*** Opening Task material ***
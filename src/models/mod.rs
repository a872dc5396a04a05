//! Modelos del sistema
//!
//! Este módulo contiene los modelos de datos que mapean al schema
//! PostgreSQL y los tipos de estado cerrados del dominio.

pub mod booking;
pub mod fare;
pub mod partner;
pub mod vehicle;

pub use booking::*;
pub use fare::*;
pub use partner::*;
pub use vehicle::*;

use thiserror::Error;
use uuid::Uuid;

/// Valor de estado desconocido leído de la base de datos o del cliente
#[derive(Debug, Clone, Error, PartialEq)]
#[error("Unknown {kind} status '{value}'")]
pub struct StatusParseError {
    pub kind: &'static str,
    pub value: String,
}

impl StatusParseError {
    pub fn new(kind: &'static str, value: &str) -> Self {
        Self {
            kind,
            value: value.to_string(),
        }
    }
}

/// Genera ids del tipo `booking_3f2a9c1d4e5b`
pub fn generate_id(prefix: &str) -> String {
    let hex = Uuid::new_v4().simple().to_string();
    format!("{}_{}", prefix, &hex[..12])
}
#[async_trait]
impl BookingTransaction for MemoryTransaction {
    async fn user_exists(&mut self, user_id: &str) -> AppResult<bool> {
        Ok(self.staged.users.contains(user_id))
    }

    async fn payment_method_belongs_to(
        &mut self,
        payment_method_id: &str,
        user_id: &str,
    ) -> AppResult<bool> {
        Ok(self
            .staged
            .payment_methods
            .get(payment_method_id)
            .map_or(false, |owner| owner == user_id))
    }

    async fn insert_booking(&mut self, booking: &Booking) -> AppResult<()> {
        if self.staged.bookings.iter().any(|b| b.booking_id == booking.booking_id) {
            return Err(conflict_error(format!("Booking {} already exists", booking.booking_id)));
        }
        self.staged.bookings.push(booking.clone());
        Ok(())
    }

    async fn insert_fare(&mut self, booking_id: &str, fare: &FareCalculation) -> AppResult<()> {
        if self.staged.fares.contains_key(booking_id) {
            return Err(conflict_error(format!(
                "Fare for booking {} already exists",
                booking_id
            )));
        }
        self.staged.fares.insert(booking_id.to_string(), fare.clone());
        Ok(())
    }

    async fn overwrite_fare(&mut self, booking_id: &str, fare: &FareCalculation) -> AppResult<()> {
        let existing = self
            .staged
            .fares
            .get_mut(booking_id)
            .ok_or_else(|| missing_fare_error(booking_id))?;
        let other_charges = existing.other_charges;
        *existing = FareCalculation {
            other_charges,
            currency: existing.currency.clone(),
            ..fare.clone()
        };
        Ok(())
    }

    async fn append_status(
        &mut self,
        booking_id: &str,
        status: BookingStatus,
        at: DateTime<Utc>,
    ) -> AppResult<()> {
        self.staged.push_history(booking_id, status, at);
        Ok(())
    }

    async fn find_booking(&mut self, booking_id: &str) -> AppResult<Option<Booking>> {
        Ok(self
            .staged
            .bookings
            .iter()
            .find(|b| b.booking_id == booking_id)
            .cloned())
    }

    async fn lock_booking(&mut self, booking_id: &str) -> AppResult<Option<Booking>> {
        // El guard ya serializa todas las transacciones
        self.find_booking(booking_id).await
    }

    async fn find_fare(&mut self, booking_id: &str) -> AppResult<Option<FareCalculation>> {
        Ok(self.staged.fares.get(booking_id).cloned())
    }

    async fn find_driver(&mut self, driver_id: &str) -> AppResult<Option<DriverSummary>> {
        Ok(self.staged.drivers.get(driver_id).map(|d| d.summary.clone()))
    }

    async fn find_vehicle_summary(
        &mut self,
        vehicle_id: &str,
    ) -> AppResult<Option<VehicleSummary>> {
        Ok(self
            .staged
            .vehicles
            .iter()
            .find(|v| v.vehicle_id == vehicle_id)
            .map(|v| VehicleSummary {
                vehicle_id: v.vehicle_id.clone(),
                make: v.make.clone(),
                model: v.model.clone(),
                color: v.color.clone(),
                registration: v.registration.clone(),
            }))
    }

    async fn save_cancellation(&mut self, booking: &Booking) -> AppResult<()> {
        if let Some(stored) = self.staged.booking_mut(&booking.booking_id) {
            stored.status = booking.status;
            stored.cancellation_reason = booking.cancellation_reason.clone();
            stored.cancellation_fee_amount = booking.cancellation_fee_amount;
            stored.updated_at = booking.updated_at;
        }
        Ok(())
    }

    async fn save_destination(&mut self, booking: &Booking) -> AppResult<()> {
        if let Some(stored) = self.staged.booking_mut(&booking.booking_id) {
            stored.dropoff_latitude = booking.dropoff_latitude;
            stored.dropoff_longitude = booking.dropoff_longitude;
            stored.dropoff_address = booking.dropoff_address.clone();
            stored.estimated_fare_amount = booking.estimated_fare_amount;
            stored.estimated_distance = booking.estimated_distance;
            stored.estimated_duration = booking.estimated_duration;
            stored.updated_at = booking.updated_at;
        }
        Ok(())
    }

    async fn release_driver(&mut self, driver_id: &str) -> AppResult<bool> {
        match self.staged.drivers.get_mut(driver_id) {
            Some(driver) if driver.status == DRIVER_ON_RIDE => {
                driver.status = DRIVER_AVAILABLE.to_string();
                Ok(true)
            }
            _ => Ok(false),
        }
    }

    async fn release_vehicle(&mut self, vehicle_id: &str) -> AppResult<bool> {
        match self.staged.vehicle_mut(vehicle_id) {
            Some(vehicle) if vehicle.status == VehicleStatus::OnRide => {
                vehicle.status = VehicleStatus::Available;
                vehicle.updated_at = Utc::now();
                Ok(true)
            }
            _ => Ok(false),
        }
    }

    async fn list_bookings(&mut self, filter: &BookingFilter) -> AppResult<(Vec<Booking>, i64)> {
        let matching: Vec<&Booking> = self
            .staged
            .bookings
            .iter()
            .rev()
            .filter(|b| b.user_id == filter.user_id)
            .filter(|b| filter.status.map_or(true, |s| b.status == s))
            .collect();

        let total = matching.len() as i64;
        let page = matching
            .into_iter()
            .skip(filter.offset.max(0) as usize)
            .take(filter.limit.max(0) as usize)
            .cloned()
            .collect();

        Ok((page, total))
    }

    async fn status_history(&mut self, booking_id: &str) -> AppResult<Vec<StatusHistoryEntry>> {
        let mut entries: Vec<StatusHistoryEntry> = self
            .staged
            .history
            .iter()
            .filter(|h| h.booking_id == booking_id)
            .cloned()
            .collect();
        entries.sort_by_key(|h| h.changed_at);
        Ok(entries)
    }

    async fn commit(self: Box<Self>) -> AppResult<()> {
        let MemoryTransaction { mut guard, staged } = *self;
        *guard = staged;
        Ok(())
    }
}

#[cfg(test)]
mod tests {
    use super::*;

    fn partner(email: &str, phone: &str, address: &str) -> Partner {
        Partner::new(
            "Metro Cabs".to_string(),
            phone.to_string(),
            email.to_string(),
            Some(address.to_string()),
        )
    }

    #[tokio::test]
    async fn test_delete_partner_cascades_to_vehicles() {
        let store = MemoryStore::new();
        let p = partner("a@metro.in", "+91 1", "Indiranagar, Bengaluru");
        PartnerRepository::create(&store, &p).await.unwrap();

        let v = Vehicle::new(
            p.partner_id.clone(),
            "sedan".to_string(),
            "KA01AA0001".to_string(),
            None,
            None,
            None,
        );
        VehicleRepository::create(&store, &v).await.unwrap();

        assert!(PartnerRepository::delete(&store, &p.partner_id).await.unwrap());
        assert!(VehicleRepository::find_by_id(&store, &v.vehicle_id)
            .await
            .unwrap()
            .is_none());
        assert!(!PartnerRepository::delete(&store, &p.partner_id).await.unwrap());
    }

    #[tokio::test]
    async fn test_unique_contact_and_registration() {
        let store = MemoryStore::new();
        let p = partner("a@metro.in", "+91 1", "Koramangala");
        PartnerRepository::create(&store, &p).await.unwrap();

        let dup = partner("a@metro.in", "+91 2", "Koramangala");
        assert!(PartnerRepository::create(&store, &dup).await.is_err());
        assert!(store
            .contact_in_use(None, Some("+91 1"), None)
            .await
            .unwrap());
        assert!(!store
            .contact_in_use(None, Some("+91 1"), Some(&p.partner_id))
            .await
            .unwrap());

        let v = Vehicle::new(
            p.partner_id.clone(),
            "suv".to_string(),
            "KA01AA0002".to_string(),
            None,
            None,
            None,
        );
        VehicleRepository::create(&store, &v).await.unwrap();
        assert!(store.registration_in_use("KA01AA0002", None).await.unwrap());
        assert!(!store
            .registration_in_use("KA01AA0002", Some(&v.vehicle_id))
            .await
            .unwrap());
    }

    #[tokio::test]
    async fn test_uncommitted_transaction_rolls_back() {
        let store = MemoryStore::new();
        store.insert_user("user_1").await;

        {
            let mut tx = store.begin().await.unwrap();
            tx.append_status("booking_x", BookingStatus::Searching, Utc::now())
                .await
                .unwrap();
            assert_eq!(tx.status_history("booking_x").await.unwrap().len(), 1);
        }

        let mut tx = store.begin().await.unwrap();
        assert!(tx.status_history("booking_x").await.unwrap().is_empty());
        assert!(tx.user_exists("user_1").await.unwrap());
    }

    #[tokio::test]
    async fn test_history_timestamps_never_go_backwards() {
        let store = MemoryStore::new();
        let later = Utc::now();
        let earlier = later - chrono::Duration::seconds(30);

        let mut tx = store.begin().await.unwrap();
        tx.append_status("booking_y", BookingStatus::Searching, later)
            .await
            .unwrap();
        tx.append_status("booking_y", BookingStatus::Cancelled, earlier)
            .await
            .unwrap();
        tx.commit().await.unwrap();

        let mut tx = store.begin().await.unwrap();
        let history = tx.status_history("booking_y").await.unwrap();
        assert_eq!(history.len(), 2);
        assert_eq!(history[1].status, BookingStatus::Cancelled);
        assert!(history[1].changed_at >= history[0].changed_at);
    }

    #[tokio::test]
    async fn test_overwrite_without_fare_row_fails() {
        let store = MemoryStore::new();
        let fare = FareCalculation {
            base_fare: 50.0,
            distance_charge: 62.22,
            time_charge: 18.0,
            surge_multiplier: 1.0,
            tax_amount: 6.51,
            other_charges: None,
            total_amount: 136.73,
            currency: "INR".to_string(),
        };

        let mut tx = store.begin().await.unwrap();
        let err = tx.overwrite_fare("booking_z", &fare).await.unwrap_err();
        assert!(matches!(err, crate::utils::AppError::Internal(_)));
        assert!(tx.find_fare("booking_z").await.unwrap().is_none());
    }
}
//! Services module
//!
//! Este módulo contiene la lógica de negocio de la aplicación: el ciclo
//! de vida de las reservas, la estimación de tarifas y el punto de
//! extensión para asignar conductores.

pub mod booking_service;
pub mod driver_matcher;
pub mod fare_estimator;

pub use booking_service::BookingService;
pub use driver_matcher::{DriverMatcher, LoggingDriverMatcher};
pub use fare_estimator::{estimate_fare, FareError, GeoPoint, Tariff, STANDARD_TARIFF};
//! Controllers de partners y flota
//!
//! Reglas de negocio de las operaciones CRUD: unicidad, pertenencia del
//! vehículo al partner y parches parciales.

pub mod partner_controller;
pub mod vehicle_controller;

pub use partner_controller::PartnerController;
pub use vehicle_controller::VehicleController;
*** Closing Task material ***
- To do
Give back, verbatim, the lines from the top of the entries above through the line containing "impl BookingTransaction for".

- Response to this exercise
filename src/models/mod.rs
repository a872dc5396a04a05
//! Modelos del sistema
//!
//! Este módulo contiene los modelos de datos que mapean al schema
//! PostgreSQL y los tipos de estado cerrados del dominio.

pub mod booking;
pub mod fare;
pub mod partner;
pub mod vehicle;

pub use booking::*;
pub use fare::*;
pub use partner::*;
pub use vehicle::*;

use thiserror::Error;
use uuid::Uuid;

/// Valor de estado desconocido leído de la base de datos o del cliente
#[derive(Debug, Clone, Error, PartialEq)]
#[error("Unknown {kind} status '{value}'")]
pub struct StatusParseError {
    pub kind: &'static str,
    pub value: String,
}

impl StatusParseError {
    pub fn new(kind: &'static str, value: &str) -> Self {
        Self {
            kind,
            value: value.to_string(),
        }
    }
}

/// Genera ids del tipo `booking_3f2a9c1d4e5b`
pub fn generate_id(prefix: &str) -> String {
    let hex = Uuid::new_v4().simple().to_string();
    format!("{}_{}", prefix, &hex[..12])
}
#[async_trait]
impl BookingTransaction for MemoryTransaction {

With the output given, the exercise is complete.